━━━━━ DATA FOR THE TASK

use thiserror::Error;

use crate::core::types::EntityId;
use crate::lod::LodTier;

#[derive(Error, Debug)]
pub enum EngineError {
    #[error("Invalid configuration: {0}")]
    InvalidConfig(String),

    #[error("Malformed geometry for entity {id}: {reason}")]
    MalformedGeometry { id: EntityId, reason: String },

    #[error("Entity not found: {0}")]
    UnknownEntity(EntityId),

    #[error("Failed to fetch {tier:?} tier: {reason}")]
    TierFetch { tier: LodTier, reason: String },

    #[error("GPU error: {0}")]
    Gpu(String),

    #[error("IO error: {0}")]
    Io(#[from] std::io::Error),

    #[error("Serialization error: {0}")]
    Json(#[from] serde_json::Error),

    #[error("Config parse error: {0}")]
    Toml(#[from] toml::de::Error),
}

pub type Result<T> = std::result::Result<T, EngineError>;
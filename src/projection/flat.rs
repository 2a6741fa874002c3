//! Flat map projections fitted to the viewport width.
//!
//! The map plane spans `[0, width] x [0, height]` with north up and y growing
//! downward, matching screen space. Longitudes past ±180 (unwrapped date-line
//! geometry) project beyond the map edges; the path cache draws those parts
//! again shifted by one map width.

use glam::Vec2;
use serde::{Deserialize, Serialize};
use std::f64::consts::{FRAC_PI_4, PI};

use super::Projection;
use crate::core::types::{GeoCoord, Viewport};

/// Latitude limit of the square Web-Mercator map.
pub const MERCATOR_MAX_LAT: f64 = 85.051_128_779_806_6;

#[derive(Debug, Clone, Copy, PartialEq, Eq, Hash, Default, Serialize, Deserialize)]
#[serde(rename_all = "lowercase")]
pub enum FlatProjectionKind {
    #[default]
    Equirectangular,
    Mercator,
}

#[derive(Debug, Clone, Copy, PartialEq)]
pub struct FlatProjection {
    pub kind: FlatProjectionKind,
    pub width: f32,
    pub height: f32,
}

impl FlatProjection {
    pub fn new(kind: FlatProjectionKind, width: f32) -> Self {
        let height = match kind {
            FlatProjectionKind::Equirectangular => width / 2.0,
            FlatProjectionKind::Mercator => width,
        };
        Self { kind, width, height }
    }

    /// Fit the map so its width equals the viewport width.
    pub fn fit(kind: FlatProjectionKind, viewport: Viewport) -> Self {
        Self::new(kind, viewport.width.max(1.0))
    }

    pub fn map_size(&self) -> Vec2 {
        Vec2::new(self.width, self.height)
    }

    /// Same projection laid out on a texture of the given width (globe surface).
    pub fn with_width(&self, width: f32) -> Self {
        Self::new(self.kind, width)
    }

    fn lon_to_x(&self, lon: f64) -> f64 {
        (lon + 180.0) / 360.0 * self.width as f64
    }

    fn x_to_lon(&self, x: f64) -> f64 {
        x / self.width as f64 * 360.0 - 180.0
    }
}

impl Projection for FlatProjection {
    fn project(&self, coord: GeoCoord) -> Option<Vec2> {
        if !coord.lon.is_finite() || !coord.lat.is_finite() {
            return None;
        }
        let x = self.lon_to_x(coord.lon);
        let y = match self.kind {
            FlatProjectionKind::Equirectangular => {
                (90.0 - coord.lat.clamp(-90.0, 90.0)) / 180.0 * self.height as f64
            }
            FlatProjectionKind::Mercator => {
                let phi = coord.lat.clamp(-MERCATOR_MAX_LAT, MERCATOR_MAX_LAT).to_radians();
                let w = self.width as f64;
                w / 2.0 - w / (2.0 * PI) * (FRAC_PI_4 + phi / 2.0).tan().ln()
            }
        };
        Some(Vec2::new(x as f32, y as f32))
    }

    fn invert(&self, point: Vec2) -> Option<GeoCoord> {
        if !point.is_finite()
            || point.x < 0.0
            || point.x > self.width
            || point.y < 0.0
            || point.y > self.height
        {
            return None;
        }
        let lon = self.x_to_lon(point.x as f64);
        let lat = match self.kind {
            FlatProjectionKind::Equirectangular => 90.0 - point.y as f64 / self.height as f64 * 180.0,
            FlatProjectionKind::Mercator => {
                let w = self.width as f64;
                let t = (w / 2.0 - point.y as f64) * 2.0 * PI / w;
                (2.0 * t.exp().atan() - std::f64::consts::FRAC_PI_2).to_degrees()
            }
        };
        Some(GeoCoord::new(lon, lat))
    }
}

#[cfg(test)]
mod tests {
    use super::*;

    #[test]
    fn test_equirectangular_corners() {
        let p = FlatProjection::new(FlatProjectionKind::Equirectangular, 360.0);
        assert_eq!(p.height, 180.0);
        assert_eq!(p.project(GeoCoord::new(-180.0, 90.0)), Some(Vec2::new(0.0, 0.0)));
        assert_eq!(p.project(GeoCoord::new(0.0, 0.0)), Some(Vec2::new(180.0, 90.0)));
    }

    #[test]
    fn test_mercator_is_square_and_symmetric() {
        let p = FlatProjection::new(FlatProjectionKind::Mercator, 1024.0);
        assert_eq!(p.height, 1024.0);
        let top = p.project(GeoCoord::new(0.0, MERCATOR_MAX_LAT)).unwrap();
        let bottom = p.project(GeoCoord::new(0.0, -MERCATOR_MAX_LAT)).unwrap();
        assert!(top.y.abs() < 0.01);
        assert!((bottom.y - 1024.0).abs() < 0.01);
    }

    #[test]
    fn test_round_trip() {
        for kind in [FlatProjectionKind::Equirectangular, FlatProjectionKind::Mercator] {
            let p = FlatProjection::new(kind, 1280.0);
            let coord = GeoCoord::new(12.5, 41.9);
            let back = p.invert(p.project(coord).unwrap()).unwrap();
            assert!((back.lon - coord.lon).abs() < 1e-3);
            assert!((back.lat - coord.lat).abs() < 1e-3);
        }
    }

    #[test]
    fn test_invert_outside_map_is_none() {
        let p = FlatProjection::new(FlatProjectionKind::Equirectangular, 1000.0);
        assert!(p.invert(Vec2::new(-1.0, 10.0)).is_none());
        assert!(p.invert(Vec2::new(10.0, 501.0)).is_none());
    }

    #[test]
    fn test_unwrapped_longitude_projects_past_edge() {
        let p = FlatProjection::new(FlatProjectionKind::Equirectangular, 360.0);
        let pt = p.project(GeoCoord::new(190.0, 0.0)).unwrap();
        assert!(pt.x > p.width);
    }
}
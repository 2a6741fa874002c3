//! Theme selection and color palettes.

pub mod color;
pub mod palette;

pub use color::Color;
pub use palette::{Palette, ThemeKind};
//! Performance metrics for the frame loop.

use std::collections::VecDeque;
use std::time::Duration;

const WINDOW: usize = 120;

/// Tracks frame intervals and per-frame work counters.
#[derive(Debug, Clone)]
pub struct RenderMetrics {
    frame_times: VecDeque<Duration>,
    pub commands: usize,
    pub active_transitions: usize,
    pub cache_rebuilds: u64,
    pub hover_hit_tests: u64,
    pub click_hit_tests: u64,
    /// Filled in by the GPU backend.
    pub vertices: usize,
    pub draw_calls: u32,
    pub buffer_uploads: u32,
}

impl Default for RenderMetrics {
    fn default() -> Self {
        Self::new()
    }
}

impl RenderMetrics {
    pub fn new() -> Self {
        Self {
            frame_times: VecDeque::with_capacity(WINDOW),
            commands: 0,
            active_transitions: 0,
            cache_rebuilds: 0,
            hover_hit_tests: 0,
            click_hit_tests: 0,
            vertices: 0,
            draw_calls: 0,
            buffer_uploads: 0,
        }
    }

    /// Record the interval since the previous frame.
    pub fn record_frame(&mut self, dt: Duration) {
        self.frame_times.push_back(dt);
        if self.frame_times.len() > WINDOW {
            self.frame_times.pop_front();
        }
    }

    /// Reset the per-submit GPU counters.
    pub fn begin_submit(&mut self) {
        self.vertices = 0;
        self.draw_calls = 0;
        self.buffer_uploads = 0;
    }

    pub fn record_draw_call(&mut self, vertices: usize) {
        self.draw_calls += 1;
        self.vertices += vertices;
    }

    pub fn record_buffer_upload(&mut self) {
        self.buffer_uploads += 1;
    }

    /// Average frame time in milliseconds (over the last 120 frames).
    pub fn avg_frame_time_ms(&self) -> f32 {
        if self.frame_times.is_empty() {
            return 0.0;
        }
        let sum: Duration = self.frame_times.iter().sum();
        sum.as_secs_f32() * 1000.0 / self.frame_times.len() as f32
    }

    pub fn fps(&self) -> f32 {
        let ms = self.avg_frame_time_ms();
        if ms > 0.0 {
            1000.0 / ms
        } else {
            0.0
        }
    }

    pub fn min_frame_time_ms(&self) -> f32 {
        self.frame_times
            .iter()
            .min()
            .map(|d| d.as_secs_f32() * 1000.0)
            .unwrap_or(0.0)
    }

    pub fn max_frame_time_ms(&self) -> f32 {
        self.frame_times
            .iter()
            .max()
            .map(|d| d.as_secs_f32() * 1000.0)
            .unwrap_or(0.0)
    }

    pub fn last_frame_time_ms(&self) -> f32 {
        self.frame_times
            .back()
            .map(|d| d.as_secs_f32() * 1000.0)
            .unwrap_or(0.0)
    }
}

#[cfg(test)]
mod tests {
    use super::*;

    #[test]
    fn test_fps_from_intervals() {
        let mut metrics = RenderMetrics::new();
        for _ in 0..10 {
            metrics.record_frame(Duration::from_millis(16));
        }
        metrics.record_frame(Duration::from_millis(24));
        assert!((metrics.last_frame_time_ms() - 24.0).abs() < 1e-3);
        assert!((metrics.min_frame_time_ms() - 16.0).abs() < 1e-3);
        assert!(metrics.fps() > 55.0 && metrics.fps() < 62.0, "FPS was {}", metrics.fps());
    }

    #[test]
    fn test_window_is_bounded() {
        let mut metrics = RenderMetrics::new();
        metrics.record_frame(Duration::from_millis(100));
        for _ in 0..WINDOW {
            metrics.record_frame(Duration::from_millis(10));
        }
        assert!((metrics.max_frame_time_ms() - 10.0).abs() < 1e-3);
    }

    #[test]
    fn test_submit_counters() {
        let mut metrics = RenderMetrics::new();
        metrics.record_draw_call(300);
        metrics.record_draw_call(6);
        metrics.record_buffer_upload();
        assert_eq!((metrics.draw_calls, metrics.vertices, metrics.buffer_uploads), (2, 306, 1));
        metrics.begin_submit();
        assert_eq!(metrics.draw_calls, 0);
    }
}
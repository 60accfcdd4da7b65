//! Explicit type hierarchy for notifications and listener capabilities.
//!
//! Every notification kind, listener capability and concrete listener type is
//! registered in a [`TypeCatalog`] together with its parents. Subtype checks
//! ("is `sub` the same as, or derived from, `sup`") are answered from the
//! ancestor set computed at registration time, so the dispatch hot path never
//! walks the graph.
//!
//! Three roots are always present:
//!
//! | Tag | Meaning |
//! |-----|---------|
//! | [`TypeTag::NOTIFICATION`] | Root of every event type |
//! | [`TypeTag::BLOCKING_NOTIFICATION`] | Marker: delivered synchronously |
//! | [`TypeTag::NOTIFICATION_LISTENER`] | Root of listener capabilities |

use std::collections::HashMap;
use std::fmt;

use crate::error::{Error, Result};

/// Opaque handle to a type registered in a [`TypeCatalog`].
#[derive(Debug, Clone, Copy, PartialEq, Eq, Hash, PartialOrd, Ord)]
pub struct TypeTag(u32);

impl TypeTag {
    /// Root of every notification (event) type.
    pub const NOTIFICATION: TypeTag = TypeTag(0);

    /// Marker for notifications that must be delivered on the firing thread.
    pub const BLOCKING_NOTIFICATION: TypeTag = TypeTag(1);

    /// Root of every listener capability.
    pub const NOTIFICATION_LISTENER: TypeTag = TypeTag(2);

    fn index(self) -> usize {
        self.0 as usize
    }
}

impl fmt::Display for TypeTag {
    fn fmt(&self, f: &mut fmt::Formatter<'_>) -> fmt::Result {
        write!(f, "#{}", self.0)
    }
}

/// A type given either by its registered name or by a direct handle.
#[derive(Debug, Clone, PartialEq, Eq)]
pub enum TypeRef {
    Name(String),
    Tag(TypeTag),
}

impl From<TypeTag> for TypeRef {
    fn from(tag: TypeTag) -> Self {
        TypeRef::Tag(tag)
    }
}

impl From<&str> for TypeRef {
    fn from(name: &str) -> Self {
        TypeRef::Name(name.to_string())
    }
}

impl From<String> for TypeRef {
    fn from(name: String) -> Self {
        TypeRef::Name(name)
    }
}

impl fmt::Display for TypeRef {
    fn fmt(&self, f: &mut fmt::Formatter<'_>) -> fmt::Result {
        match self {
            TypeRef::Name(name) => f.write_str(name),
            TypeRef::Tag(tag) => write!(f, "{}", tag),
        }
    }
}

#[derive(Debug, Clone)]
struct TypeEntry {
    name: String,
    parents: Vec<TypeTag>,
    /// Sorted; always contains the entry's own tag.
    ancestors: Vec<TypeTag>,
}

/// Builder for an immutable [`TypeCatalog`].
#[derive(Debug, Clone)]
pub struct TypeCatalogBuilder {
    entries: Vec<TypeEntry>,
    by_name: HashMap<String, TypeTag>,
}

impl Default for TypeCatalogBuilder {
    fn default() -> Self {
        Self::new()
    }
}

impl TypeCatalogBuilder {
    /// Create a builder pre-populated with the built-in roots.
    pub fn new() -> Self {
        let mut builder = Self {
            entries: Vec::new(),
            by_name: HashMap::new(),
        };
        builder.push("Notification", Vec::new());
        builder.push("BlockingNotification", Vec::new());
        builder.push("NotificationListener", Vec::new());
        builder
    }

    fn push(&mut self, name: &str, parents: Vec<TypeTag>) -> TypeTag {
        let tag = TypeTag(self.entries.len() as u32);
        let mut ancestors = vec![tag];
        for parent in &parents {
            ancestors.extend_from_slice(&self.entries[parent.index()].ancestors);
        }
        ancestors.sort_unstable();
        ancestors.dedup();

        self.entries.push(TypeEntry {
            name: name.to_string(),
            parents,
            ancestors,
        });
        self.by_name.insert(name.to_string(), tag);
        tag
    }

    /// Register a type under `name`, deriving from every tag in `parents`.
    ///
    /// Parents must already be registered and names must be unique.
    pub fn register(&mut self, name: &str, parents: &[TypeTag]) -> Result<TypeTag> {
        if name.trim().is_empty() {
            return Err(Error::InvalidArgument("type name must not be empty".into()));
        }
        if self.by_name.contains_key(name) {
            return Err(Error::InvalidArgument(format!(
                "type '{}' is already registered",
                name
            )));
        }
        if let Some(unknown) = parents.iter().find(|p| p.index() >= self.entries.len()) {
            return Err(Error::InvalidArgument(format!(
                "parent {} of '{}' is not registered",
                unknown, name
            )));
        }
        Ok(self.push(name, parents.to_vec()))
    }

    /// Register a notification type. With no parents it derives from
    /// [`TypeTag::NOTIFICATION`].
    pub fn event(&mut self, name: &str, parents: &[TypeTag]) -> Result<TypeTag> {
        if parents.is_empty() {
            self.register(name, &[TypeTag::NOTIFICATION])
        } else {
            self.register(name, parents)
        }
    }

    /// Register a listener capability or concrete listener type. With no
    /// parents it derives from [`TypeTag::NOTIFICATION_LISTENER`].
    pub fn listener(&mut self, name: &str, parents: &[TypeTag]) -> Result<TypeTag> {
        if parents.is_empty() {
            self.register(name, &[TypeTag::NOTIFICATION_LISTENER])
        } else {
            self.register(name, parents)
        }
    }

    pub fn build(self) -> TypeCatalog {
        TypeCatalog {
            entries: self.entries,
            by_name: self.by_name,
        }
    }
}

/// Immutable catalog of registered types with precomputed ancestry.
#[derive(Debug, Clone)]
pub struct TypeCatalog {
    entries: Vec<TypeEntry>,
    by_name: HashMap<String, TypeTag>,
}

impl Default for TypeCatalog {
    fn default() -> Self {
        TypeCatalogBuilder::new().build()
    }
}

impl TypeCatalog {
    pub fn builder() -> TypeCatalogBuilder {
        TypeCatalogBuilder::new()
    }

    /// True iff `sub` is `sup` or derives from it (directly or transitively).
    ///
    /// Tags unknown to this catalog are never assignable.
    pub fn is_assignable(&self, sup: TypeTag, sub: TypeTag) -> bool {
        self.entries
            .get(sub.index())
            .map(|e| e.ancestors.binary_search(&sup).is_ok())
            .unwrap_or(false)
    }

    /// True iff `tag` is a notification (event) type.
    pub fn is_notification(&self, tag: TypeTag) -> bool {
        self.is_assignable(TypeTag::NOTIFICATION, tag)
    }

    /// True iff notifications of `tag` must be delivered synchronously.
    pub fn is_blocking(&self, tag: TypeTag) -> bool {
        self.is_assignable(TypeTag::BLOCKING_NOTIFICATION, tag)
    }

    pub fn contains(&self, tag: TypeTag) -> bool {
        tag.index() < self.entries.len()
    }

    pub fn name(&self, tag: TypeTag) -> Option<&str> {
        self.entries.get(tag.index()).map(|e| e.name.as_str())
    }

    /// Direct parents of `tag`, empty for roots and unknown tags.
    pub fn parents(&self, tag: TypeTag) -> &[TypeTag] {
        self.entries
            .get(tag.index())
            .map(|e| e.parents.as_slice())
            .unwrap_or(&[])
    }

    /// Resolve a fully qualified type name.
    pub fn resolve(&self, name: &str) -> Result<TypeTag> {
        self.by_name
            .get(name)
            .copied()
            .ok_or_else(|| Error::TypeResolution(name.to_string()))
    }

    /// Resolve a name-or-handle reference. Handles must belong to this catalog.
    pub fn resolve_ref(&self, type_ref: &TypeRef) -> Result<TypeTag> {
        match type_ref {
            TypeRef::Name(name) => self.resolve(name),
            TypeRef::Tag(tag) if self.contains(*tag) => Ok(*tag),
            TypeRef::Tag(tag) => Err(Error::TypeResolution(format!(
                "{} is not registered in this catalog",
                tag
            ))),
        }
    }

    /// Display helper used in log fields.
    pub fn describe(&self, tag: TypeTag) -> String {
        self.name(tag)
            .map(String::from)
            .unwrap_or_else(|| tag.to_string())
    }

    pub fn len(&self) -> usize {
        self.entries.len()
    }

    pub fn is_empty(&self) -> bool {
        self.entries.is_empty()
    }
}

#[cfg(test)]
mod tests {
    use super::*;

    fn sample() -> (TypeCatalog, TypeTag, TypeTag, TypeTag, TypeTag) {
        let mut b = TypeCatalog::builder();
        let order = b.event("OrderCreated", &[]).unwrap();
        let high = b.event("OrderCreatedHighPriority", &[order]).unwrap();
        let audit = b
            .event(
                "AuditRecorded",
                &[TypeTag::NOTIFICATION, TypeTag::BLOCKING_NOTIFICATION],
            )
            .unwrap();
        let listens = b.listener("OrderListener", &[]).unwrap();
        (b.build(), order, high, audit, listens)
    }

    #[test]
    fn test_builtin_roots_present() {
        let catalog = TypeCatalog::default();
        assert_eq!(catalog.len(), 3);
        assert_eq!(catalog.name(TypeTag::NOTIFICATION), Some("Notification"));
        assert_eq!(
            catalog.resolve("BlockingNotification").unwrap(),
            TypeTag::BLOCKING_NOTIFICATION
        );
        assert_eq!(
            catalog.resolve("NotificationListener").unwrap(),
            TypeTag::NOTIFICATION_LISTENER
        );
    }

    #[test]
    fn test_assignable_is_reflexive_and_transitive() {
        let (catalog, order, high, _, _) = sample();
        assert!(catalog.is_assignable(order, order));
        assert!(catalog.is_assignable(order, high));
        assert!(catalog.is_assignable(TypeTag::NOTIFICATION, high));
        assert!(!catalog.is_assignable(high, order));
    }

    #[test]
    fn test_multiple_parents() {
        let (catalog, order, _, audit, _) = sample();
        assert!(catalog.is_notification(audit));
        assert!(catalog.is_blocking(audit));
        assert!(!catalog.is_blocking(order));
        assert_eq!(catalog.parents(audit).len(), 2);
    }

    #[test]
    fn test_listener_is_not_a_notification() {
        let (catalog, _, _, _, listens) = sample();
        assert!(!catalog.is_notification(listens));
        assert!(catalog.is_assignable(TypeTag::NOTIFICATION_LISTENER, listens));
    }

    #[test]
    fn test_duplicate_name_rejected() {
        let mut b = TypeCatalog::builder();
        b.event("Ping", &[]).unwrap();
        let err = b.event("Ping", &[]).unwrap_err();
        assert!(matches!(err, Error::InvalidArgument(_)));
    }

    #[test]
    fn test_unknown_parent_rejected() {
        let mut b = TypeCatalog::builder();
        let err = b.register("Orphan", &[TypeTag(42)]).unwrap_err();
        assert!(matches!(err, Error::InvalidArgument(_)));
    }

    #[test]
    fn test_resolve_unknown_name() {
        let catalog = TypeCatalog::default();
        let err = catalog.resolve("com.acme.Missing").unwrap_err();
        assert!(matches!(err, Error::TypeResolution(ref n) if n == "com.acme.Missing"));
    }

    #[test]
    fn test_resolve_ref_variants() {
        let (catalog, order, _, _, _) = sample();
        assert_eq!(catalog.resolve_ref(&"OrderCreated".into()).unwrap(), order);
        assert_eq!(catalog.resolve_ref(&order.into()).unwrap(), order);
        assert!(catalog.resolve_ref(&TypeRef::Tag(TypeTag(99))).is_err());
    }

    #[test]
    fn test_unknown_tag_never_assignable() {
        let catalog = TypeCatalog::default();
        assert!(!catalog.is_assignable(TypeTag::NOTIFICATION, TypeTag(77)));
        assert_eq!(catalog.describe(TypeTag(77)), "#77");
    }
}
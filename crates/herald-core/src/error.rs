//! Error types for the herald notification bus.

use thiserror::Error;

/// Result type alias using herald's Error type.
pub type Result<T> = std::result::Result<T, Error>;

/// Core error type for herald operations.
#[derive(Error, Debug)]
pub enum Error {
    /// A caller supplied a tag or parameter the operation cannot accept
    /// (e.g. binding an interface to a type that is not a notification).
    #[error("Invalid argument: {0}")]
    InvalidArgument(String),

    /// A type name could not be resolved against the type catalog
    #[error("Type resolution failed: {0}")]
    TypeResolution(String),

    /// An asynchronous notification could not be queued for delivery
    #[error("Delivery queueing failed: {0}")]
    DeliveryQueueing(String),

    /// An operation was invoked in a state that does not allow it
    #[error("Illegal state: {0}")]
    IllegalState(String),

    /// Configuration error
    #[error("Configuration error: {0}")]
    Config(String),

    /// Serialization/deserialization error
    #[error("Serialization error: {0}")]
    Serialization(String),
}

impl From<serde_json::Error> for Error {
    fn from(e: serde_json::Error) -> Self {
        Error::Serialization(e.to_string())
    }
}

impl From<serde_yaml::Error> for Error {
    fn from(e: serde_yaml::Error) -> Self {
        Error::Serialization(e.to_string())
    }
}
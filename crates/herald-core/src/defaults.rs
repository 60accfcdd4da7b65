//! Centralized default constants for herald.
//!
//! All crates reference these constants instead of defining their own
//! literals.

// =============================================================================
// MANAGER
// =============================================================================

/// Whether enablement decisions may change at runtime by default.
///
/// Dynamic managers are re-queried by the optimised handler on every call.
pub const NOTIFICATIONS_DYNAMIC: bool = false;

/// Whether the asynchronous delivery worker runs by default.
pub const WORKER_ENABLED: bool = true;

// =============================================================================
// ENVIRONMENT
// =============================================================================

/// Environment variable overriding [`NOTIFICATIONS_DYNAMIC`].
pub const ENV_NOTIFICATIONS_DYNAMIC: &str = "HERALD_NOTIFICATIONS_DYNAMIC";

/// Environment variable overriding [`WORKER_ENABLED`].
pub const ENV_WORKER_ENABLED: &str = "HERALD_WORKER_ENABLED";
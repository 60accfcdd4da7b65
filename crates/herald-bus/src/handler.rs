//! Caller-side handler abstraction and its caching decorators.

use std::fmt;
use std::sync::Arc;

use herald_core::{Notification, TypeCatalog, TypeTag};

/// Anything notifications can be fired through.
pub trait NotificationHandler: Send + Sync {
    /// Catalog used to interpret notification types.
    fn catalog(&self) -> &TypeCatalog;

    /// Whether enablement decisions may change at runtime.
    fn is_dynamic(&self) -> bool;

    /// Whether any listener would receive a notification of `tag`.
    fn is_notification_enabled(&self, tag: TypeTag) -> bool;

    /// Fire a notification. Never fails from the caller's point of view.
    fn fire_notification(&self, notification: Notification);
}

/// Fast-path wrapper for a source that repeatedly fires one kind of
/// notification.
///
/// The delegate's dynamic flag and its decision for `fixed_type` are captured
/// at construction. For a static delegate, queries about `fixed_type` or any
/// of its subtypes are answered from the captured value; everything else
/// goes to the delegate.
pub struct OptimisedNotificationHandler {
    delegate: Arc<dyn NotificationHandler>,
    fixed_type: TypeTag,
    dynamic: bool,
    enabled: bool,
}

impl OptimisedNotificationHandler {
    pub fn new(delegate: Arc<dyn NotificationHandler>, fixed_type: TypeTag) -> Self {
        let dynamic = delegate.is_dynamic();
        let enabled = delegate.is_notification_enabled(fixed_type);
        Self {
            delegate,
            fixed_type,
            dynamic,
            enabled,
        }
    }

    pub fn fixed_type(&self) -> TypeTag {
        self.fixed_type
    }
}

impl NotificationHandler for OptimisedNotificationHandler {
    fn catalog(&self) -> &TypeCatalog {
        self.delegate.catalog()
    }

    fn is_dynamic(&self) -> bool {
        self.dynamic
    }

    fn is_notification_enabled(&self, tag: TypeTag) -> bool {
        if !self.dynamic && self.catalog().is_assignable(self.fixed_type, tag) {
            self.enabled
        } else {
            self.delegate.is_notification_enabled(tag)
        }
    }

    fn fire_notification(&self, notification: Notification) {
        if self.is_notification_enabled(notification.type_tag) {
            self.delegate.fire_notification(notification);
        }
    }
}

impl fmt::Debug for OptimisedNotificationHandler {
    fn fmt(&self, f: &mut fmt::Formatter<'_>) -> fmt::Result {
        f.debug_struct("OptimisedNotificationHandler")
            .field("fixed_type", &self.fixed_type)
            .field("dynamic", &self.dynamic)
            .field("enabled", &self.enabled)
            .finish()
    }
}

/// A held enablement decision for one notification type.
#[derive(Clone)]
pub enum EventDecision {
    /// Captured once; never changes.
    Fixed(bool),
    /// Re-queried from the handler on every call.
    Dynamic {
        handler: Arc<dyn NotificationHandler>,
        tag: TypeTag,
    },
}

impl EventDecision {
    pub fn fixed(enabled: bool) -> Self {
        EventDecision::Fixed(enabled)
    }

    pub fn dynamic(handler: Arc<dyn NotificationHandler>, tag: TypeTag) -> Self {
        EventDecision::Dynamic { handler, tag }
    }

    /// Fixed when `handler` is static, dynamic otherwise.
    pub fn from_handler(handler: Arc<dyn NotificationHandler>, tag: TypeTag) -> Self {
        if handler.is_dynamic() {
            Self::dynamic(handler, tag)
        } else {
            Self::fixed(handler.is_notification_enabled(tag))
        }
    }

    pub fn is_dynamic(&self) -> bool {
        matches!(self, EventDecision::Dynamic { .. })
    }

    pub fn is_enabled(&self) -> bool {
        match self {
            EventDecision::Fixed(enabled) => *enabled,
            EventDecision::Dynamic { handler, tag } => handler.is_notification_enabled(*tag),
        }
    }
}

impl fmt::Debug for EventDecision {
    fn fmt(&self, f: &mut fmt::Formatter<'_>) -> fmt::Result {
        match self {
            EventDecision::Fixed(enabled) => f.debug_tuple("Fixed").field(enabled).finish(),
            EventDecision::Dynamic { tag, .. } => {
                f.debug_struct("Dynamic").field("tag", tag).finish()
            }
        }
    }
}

━━━━━━━━━━

* GOAL OF THE EXERCISE: All that is wanted is an exact copy of the lines above from the one with "past ±180 (unwrapped date-line" through the one with "pub enum FlatProjectionKind", with both ends included.

* WRITTEN RESPONSE:
//! downward, matching screen space. Longitudes past ±180 (unwrapped date-line
//! geometry) project beyond the map edges; the path cache draws those parts
//! again shifted by one map width.

use glam::Vec2;
use serde::{Deserialize, Serialize};
use std::f64::consts::{FRAC_PI_4, PI};

use super::Projection;
use crate::core::types::{GeoCoord, Viewport};

/// Latitude limit of the square Web-Mercator map.
pub const MERCATOR_MAX_LAT: f64 = 85.051_128_779_806_6;

#[derive(Debug, Clone, Copy, PartialEq, Eq, Hash, Default, Serialize, Deserialize)]
#[serde(rename_all = "lowercase")]
pub enum FlatProjectionKind {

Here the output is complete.